Knowing the time and resource pressures on medical examiners around the country, VandePol wondered “if it [methamphetamine toxicity] was just the easiest thing to put down. Because it’s a very complicated medical picture. Hyperthermia was definitely a contributing or primary factor. Not just from environmental exposure, but from a combination of things. She’s got preexisting conditions. Then she’s on medication that raises temps”—Benadryl and topiramate, used as an off-label medication for schizophrenia, in addition to the methamphetamines. “And then she’s sick, she has a fever. Then on top of that you have the environmental [factors].”
“I’m not a forensic pathologist, I’m a physician and former coroner,” VandePol continued. “But I would say it’s just as likely you could point to heat stroke as primary and methamphetamines as contributing as the other way around. But to only put the methamphetamines, which was not that impressive [in terms of level], is not the complete picture.”
Witzel’s sister Coleman is far less circumspect in her take on the report’s characterization of events.
“It’s a fucking lie,” she said.
Telling the truth—providing the complete picture—would mean collecting data on heat mortality in a systematic way, as Clark County Coroner Melanie Rouse instituted when she transferred from Phoenix to Las Vegas. “I had some wonderful mentors in Maricopa County,” she told Deceleration, “and we were able to adopt some of those practices here and utilize standards that had been developed in an office that was already doing a good job of tracking that information. … We now have a robust approach to heat fatalities.”
A large portion of that approach involves an investigative process that actively looks for how heat may have played a contributing role—looking for “conditions that make people more susceptible to succumbing to heat” and “drugs that cause you to become more susceptible to succumbing to heat illness.
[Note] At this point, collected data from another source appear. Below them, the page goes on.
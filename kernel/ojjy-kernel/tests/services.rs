mod common;

use common::{TestDevice, system_image};
use ojjy_core::time::ManualClock;
use ojjy_driver_api::{DriverDescriptor, DriverError, DriverType, SectorDevice};
use ojjy_fs::FsError;
use ojjy_fs::ojfs::Ojfs;
use ojjy_fs::ramfs::RamFs;
use ojjy_kernel::config::{SYSTEM_MOUNT, USER_MOUNT};
use ojjy_kernel::{Kernel, KernelError};

#[test]
fn services_are_unavailable_before_init() {
    let clock = ManualClock::new();
    let device = TestDevice::new(true, false);
    let image = system_image();
    let ojfs = Ojfs::new();
    let mut pool = vec![0u8; 8 * 1024];
    let ramfs = RamFs::new(&mut pool);
    let kernel = Kernel::new(&clock);

    assert_eq!(
        kernel.register_driver(DriverDescriptor::new("kbd", DriverType::Input, &device)),
        Err(DriverError::NotInitialized)
    );
    assert_eq!(kernel.with_drivers(|_| ()), Err(KernelError::NotInitialized));
    assert_eq!(kernel.with_block_cache(|_| ()), Err(KernelError::NotInitialized));
    assert_eq!(kernel.with_vfs(|_| ()), Err(KernelError::NotInitialized));
    assert!(!kernel.dispatch_irq(1));

    // Without a VFS the image is never handed to the backend.
    assert_eq!(
        kernel.mount_boot_filesystems(&ojfs, &image, &ramfs),
        Err(KernelError::NotInitialized)
    );
    assert_eq!(ojfs.instance_count(), 0);
}

#[test]
fn services_initialize_once() {
    let clock = ManualClock::new();
    let devices: [&dyn SectorDevice; 0] = [];
    let kernel = Kernel::new(&clock);

    kernel.init_drivers().unwrap();
    kernel.init_block_cache(&devices).unwrap();
    kernel.init_vfs().unwrap();
    assert_eq!(kernel.init_drivers(), Err(KernelError::AlreadyInitialized));
    assert_eq!(kernel.init_block_cache(&devices), Err(KernelError::AlreadyInitialized));
    assert_eq!(kernel.init_vfs(), Err(KernelError::AlreadyInitialized));
}

#[test]
fn registration_goes_through_the_kernel_registry() {
    let clock = ManualClock::new();
    let kbd = TestDevice::new(true, true);
    let kernel = Kernel::new(&clock);
    kernel.init_drivers().unwrap();

    let id = kernel
        .register_driver(DriverDescriptor::new("kbd", DriverType::Input, &kbd))
        .unwrap();
    assert_eq!(
        kernel.register_driver(DriverDescriptor::new("kbd", DriverType::Input, &kbd)),
        Err(DriverError::AlreadyRegistered)
    );
    kernel
        .with_drivers(|registry| {
            registry.start(id).unwrap();
            registry.register_irq(id, 1).unwrap();
        })
        .unwrap();
    assert!(kernel.dispatch_irq(1));
    assert_eq!(kbd.irqs(), 1);
}

#[test]
fn interrupt_during_registry_access_is_not_handled() {
    let clock = ManualClock::new();
    let kbd = TestDevice::new(true, true);
    let kernel = Kernel::new(&clock);
    kernel.init_drivers().unwrap();
    let id = kernel
        .register_driver(DriverDescriptor::new("kbd", DriverType::Input, &kbd))
        .unwrap();
    kernel
        .with_drivers(|registry| {
            registry.start(id).unwrap();
            registry.register_irq(id, 1).unwrap();
        })
        .unwrap();

    let nested = kernel.with_drivers(|_| kernel.dispatch_irq(1)).unwrap();
    assert!(!nested);
    assert_eq!(kbd.irqs(), 0);
    assert!(kernel.dispatch_irq(1));
}

#[test]
fn block_cache_without_a_disk_reports_not_ready() {
    let clock = ManualClock::new();
    let devices: [&dyn SectorDevice; 0] = [];
    let kernel = Kernel::new(&clock);
    kernel.init_block_cache(&devices).unwrap();

    let result = kernel.with_block_cache(|cache| cache.read(0).map(|_| ())).unwrap();
    assert_eq!(result, Err(ojjy_driver_api::IoError::NotReady));
}

#[test]
fn boot_mount_points_are_taken() {
    let clock = ManualClock::new();
    let image = system_image();
    let ojfs = Ojfs::new();
    let mut pool = vec![0u8; 8 * 1024];
    let ramfs = RamFs::new(&mut pool);
    let kernel = Kernel::new(&clock);
    kernel.init_vfs().unwrap();

    kernel.mount_boot_filesystems(&ojfs, &image, &ramfs).unwrap();
    kernel
        .with_vfs(|vfs| {
            assert_eq!(vfs.mount(USER_MOUNT, &ramfs, 0, false), Err(FsError::AlreadyMounted));
            assert_eq!(vfs.unmount(SYSTEM_MOUNT), Ok(()));
            assert_eq!(vfs.mount_count(), 1);
        })
        .unwrap();
}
We look at intrinsic factors—age, body mass ratio, whether or not somebody has had physical exertion prior to their death, what kind of clothing they’re wearing. Are they well hydrated? Are they able to get access to become hydrated? All of those things have to be factored in when we’re determining whether or not a death is related to or accelerated by the exposure.”
Much of Clarke County’s approach also turns on standardizing how heat-related data is recorded, especially on death certificates, so that public health patterns can be more easily and accurately tracked.
“We developed keywords to utilize in these cases, so that we can better pull the data from our system to provide that information back to the community,” Rouse said. “We developed standards where we are placing that information on the death certificates—whether [heat] is a primary cause, a secondary cause, or a contributing condition.”
Making the contributory role of heat visible in these ways in turn has led to better public health policy, proactively centered on prevention within communities known to be at greatest risk of dying from extreme heat. On the basis of more standardized data collection, Clarke County has launched “programs like water stations, cooling stations for individuals that are unhoused, getting information out to the community—because sometimes these are challenging communities to outreach to.”
It’s a point former coroner VandePol makes often.
“If we don’t know the extent of a problem, we can’t or won’t do much to fix it,” VandePol writes. “That’s what’s going on with heat-related mortality. Until we know how many people are dying of heat exposure and who they are, most government officials and policymakers can and will ignore the existential danger of extreme heat.”